__EXERCISE DETAILS__. Below is some data; print it all back exactly.

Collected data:
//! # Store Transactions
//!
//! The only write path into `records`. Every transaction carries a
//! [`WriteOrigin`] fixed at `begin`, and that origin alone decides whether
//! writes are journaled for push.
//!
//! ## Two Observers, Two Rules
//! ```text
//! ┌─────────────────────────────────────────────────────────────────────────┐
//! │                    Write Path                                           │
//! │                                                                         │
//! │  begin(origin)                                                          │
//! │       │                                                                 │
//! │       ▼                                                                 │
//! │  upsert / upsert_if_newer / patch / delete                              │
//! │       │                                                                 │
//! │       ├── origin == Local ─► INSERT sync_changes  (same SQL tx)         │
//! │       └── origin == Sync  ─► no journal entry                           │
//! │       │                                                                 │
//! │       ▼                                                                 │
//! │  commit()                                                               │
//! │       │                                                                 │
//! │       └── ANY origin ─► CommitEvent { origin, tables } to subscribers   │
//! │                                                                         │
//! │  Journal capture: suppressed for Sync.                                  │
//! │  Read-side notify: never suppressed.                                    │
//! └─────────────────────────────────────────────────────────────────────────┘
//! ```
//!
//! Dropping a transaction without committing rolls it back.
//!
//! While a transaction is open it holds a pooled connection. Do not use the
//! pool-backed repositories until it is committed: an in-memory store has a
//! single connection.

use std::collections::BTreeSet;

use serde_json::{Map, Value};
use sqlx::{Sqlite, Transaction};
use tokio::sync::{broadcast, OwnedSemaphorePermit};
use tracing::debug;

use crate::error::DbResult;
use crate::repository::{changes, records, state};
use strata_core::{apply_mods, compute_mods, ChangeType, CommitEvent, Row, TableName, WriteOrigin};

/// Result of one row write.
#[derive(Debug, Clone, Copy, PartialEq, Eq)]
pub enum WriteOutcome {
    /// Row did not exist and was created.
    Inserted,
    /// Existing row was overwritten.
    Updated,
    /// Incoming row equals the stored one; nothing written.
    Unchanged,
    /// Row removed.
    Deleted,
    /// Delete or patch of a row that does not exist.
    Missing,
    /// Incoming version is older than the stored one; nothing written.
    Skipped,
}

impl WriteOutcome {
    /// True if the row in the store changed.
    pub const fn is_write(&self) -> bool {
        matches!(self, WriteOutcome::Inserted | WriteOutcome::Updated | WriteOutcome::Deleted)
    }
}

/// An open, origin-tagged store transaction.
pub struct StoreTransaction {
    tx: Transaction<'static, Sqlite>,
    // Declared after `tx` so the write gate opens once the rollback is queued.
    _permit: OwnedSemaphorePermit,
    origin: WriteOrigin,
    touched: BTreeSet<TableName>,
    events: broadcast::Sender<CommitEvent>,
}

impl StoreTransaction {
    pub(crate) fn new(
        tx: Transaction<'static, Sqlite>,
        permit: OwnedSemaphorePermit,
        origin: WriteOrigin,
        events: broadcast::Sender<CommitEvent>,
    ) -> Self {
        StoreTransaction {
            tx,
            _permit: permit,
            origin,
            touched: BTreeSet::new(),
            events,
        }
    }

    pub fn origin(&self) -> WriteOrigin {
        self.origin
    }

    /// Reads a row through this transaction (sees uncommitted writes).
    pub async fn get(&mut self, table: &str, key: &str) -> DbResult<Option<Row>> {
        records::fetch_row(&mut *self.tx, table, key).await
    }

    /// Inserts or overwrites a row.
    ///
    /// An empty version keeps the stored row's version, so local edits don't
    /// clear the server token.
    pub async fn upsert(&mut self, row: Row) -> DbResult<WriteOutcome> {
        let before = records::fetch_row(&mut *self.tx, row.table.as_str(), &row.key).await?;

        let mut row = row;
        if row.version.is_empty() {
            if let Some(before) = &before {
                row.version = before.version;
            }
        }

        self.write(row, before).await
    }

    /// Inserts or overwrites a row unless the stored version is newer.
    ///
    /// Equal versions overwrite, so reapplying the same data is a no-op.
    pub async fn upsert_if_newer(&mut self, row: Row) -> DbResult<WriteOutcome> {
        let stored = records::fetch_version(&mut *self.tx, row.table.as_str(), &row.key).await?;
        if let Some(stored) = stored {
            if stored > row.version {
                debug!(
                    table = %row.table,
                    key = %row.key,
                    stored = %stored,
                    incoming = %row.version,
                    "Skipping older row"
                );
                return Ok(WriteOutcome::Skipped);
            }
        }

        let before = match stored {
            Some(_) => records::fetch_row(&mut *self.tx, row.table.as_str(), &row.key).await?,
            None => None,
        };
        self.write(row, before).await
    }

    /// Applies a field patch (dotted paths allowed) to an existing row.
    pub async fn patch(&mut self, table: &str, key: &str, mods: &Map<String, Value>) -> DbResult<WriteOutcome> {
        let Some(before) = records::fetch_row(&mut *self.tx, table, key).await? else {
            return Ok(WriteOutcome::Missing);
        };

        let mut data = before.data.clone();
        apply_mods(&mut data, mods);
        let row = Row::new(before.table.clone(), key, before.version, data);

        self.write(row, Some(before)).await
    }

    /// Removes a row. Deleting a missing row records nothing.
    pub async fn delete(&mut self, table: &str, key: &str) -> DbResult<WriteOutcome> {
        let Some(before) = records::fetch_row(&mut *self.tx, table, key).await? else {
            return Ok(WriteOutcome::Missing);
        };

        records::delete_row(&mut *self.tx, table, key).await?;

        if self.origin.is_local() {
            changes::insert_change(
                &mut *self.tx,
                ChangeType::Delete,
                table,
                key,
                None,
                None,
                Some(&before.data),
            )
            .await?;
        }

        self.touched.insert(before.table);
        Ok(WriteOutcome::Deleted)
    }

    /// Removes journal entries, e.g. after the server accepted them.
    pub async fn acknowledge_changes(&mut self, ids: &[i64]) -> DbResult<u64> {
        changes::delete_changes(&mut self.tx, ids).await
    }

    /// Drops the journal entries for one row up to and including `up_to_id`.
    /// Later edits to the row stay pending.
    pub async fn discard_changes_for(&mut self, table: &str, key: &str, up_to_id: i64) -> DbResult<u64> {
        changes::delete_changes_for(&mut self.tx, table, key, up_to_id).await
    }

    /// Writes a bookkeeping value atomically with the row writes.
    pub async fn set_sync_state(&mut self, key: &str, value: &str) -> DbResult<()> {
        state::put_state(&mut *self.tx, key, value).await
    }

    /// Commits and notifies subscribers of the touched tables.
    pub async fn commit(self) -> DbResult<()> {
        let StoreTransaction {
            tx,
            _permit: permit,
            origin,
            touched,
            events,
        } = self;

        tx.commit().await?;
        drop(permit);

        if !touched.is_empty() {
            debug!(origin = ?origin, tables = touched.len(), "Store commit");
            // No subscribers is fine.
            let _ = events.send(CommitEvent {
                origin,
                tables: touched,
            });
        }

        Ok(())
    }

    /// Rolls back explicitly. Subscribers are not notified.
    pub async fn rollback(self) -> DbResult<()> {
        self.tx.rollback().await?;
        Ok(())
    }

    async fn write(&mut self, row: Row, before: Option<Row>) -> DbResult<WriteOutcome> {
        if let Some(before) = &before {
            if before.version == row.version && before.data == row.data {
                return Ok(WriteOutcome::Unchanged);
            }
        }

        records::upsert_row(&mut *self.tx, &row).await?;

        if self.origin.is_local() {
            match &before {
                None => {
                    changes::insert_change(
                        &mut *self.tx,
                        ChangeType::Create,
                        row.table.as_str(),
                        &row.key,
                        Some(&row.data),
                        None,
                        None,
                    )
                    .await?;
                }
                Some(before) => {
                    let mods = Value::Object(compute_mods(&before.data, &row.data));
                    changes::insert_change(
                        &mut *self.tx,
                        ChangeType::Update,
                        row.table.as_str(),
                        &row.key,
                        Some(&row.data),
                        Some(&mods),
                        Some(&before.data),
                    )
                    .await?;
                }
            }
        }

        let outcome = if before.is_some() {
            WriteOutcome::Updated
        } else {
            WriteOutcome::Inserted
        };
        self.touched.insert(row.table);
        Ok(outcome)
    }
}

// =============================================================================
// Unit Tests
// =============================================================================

__THE ANSWER__.
//! # Store Transactions
//!
//! The only write path into `records`. Every transaction carries a
//! [`WriteOrigin`] fixed at `begin`, and that origin alone decides whether
//! writes are journaled for push.
//!
//! ## Two Observers, Two Rules
//! ```text
//! ┌─────────────────────────────────────────────────────────────────────────┐
//! │                    Write Path                                           │
//! │                                                                         │
//! │  begin(origin)                                                          │
//! │       │                                                                 │
//! │       ▼                                                                 │
//! │  upsert / upsert_if_newer / patch / delete                              │
//! │       │                                                                 │
//! │       ├── origin == Local ─► INSERT sync_changes  (same SQL tx)         │
//! │       └── origin == Sync  ─► no journal entry                           │
//! │       │                                                                 │
//! │       ▼                                                                 │
//! │  commit()                                                               │
//! │       │                                                                 │
//! │       └── ANY origin ─► CommitEvent { origin, tables } to subscribers   │
//! │                                                                         │
//! │  Journal capture: suppressed for Sync.                                  │
//! │  Read-side notify: never suppressed.                                    │
//! └─────────────────────────────────────────────────────────────────────────┘
//! ```
//!
//! Dropping a transaction without committing rolls it back.
//!
//! While a transaction is open it holds a pooled connection. Do not use the
//! pool-backed repositories until it is committed: an in-memory store has a
//! single connection.

use std::collections::BTreeSet;

use serde_json::{Map, Value};
use sqlx::{Sqlite, Transaction};
use tokio::sync::{broadcast, OwnedSemaphorePermit};
use tracing::debug;

use crate::error::DbResult;
use crate::repository::{changes, records, state};
use strata_core::{apply_mods, compute_mods, ChangeType, CommitEvent, Row, TableName, WriteOrigin};

/// Result of one row write.
#[derive(Debug, Clone, Copy, PartialEq, Eq)]
pub enum WriteOutcome {
    /// Row did not exist and was created.
    Inserted,
    /// Existing row was overwritten.
    Updated,
    /// Incoming row equals the stored one; nothing written.
    Unchanged,
    /// Row removed.
    Deleted,
    /// Delete or patch of a row that does not exist.
    Missing,
    /// Incoming version is older than the stored one; nothing written.
    Skipped,
}

impl WriteOutcome {
    /// True if the row in the store changed.
    pub const fn is_write(&self) -> bool {
        matches!(self, WriteOutcome::Inserted | WriteOutcome::Updated | WriteOutcome::Deleted)
    }
}

/// An open, origin-tagged store transaction.
pub struct StoreTransaction {
    tx: Transaction<'static, Sqlite>,
    // Declared after `tx` so the write gate opens once the rollback is queued.
    _permit: OwnedSemaphorePermit,
    origin: WriteOrigin,
    touched: BTreeSet<TableName>,
    events: broadcast::Sender<CommitEvent>,
}

impl StoreTransaction {
    pub(crate) fn new(
        tx: Transaction<'static, Sqlite>,
        permit: OwnedSemaphorePermit,
        origin: WriteOrigin,
        events: broadcast::Sender<CommitEvent>,
    ) -> Self {
        StoreTransaction {
            tx,
            _permit: permit,
            origin,
            touched: BTreeSet::new(),
            events,
        }
    }

    pub fn origin(&self) -> WriteOrigin {
        self.origin
    }

    /// Reads a row through this transaction (sees uncommitted writes).
    pub async fn get(&mut self, table: &str, key: &str) -> DbResult<Option<Row>> {
        records::fetch_row(&mut *self.tx, table, key).await
    }

    /// Inserts or overwrites a row.
    ///
    /// An empty version keeps the stored row's version, so local edits don't
    /// clear the server token.
    pub async fn upsert(&mut self, row: Row) -> DbResult<WriteOutcome> {
        let before = records::fetch_row(&mut *self.tx, row.table.as_str(), &row.key).await?;

        let mut row = row;
        if row.version.is_empty() {
            if let Some(before) = &before {
                row.version = before.version;
            }
        }

        self.write(row, before).await
    }

    /// Inserts or overwrites a row unless the stored version is newer.
    ///
    /// Equal versions overwrite, so reapplying the same data is a no-op.
    pub async fn upsert_if_newer(&mut self, row: Row) -> DbResult<WriteOutcome> {
        let stored = records::fetch_version(&mut *self.tx, row.table.as_str(), &row.key).await?;
        if let Some(stored) = stored {
            if stored > row.version {
                debug!(
                    table = %row.table,
                    key = %row.key,
                    stored = %stored,
                    incoming = %row.version,
                    "Skipping older row"
                );
                return Ok(WriteOutcome::Skipped);
            }
        }

        let before = match stored {
            Some(_) => records::fetch_row(&mut *self.tx, row.table.as_str(), &row.key).await?,
            None => None,
        };
        self.write(row, before).await
    }

    /// Applies a field patch (dotted paths allowed) to an existing row.
    pub async fn patch(&mut self, table: &str, key: &str, mods: &Map<String, Value>) -> DbResult<WriteOutcome> {
        let Some(before) = records::fetch_row(&mut *self.tx, table, key).await? else {
            return Ok(WriteOutcome::Missing);
        };

        let mut data = before.data.clone();
        apply_mods(&mut data, mods);
        let row = Row::new(before.table.clone(), key, before.version, data);

        self.write(row, Some(before)).await
    }

    /// Removes a row. Deleting a missing row records nothing.
    pub async fn delete(&mut self, table: &str, key: &str) -> DbResult<WriteOutcome> {
        let Some(before) = records::fetch_row(&mut *self.tx, table, key).await? else {
            return Ok(WriteOutcome::Missing);
        };

        records::delete_row(&mut *self.tx, table, key).await?;

        if self.origin.is_local() {
            changes::insert_change(
                &mut *self.tx,
                ChangeType::Delete,
                table,
                key,
                None,
                None,
                Some(&before.data),
            )
            .await?;
        }

        self.touched.insert(before.table);
        Ok(WriteOutcome::Deleted)
    }

    /// Removes journal entries, e.g. after the server accepted them.
    pub async fn acknowledge_changes(&mut self, ids: &[i64]) -> DbResult<u64> {
        changes::delete_changes(&mut self.tx, ids).await
    }

    /// Drops the journal entries for one row up to and including `up_to_id`.
    /// Later edits to the row stay pending.
    pub async fn discard_changes_for(&mut self, table: &str, key: &str, up_to_id: i64) -> DbResult<u64> {
        changes::delete_changes_for(&mut self.tx, table, key, up_to_id).await
    }

    /// Writes a bookkeeping value atomically with the row writes.
    pub async fn set_sync_state(&mut self, key: &str, value: &str) -> DbResult<()> {
        state::put_state(&mut *self.tx, key, value).await
    }

    /// Commits and notifies subscribers of the touched tables.
    pub async fn commit(self) -> DbResult<()> {
        let StoreTransaction {
            tx,
            _permit: permit,
            origin,
            touched,
            events,
        } = self;

        tx.commit().await?;
        drop(permit);

        if !touched.is_empty() {
            debug!(origin = ?origin, tables = touched.len(), "Store commit");
            // No subscribers is fine.
            let _ = events.send(CommitEvent {
                origin,
                tables: touched,
            });
        }

        Ok(())
    }

    /// Rolls back explicitly. Subscribers are not notified.
    pub async fn rollback(self) -> DbResult<()> {
        self.tx.rollback().await?;
        Ok(())
    }

    async fn write(&mut self, row: Row, before: Option<Row>) -> DbResult<WriteOutcome> {
        if let Some(before) = &before {
            if before.version == row.version && before.data == row.data {
                return Ok(WriteOutcome::Unchanged);
            }
        }

        records::upsert_row(&mut *self.tx, &row).await?;

        if self.origin.is_local() {
            match &before {
                None => {
                    changes::insert_change(
                        &mut *self.tx,
                        ChangeType::Create,
                        row.table.as_str(),
                        &row.key,
                        Some(&row.data),
                        None,
                        None,
                    )
                    .await?;
                }
                Some(before) => {
                    let mods = Value::Object(compute_mods(&before.data, &row.data));
                    changes::insert_change(
                        &mut *self.tx,
                        ChangeType::Update,
                        row.table.as_str(),
                        &row.key,
                        Some(&row.data),
                        Some(&mods),
                        Some(&before.data),
                    )
                    .await?;
                }
            }
        }

        let outcome = if before.is_some() {
            WriteOutcome::Updated
        } else {
            WriteOutcome::Inserted
        };
        self.touched.insert(row.table);
        Ok(outcome)
    }
}

// =============================================================================
// Unit Tests
// =============================================================================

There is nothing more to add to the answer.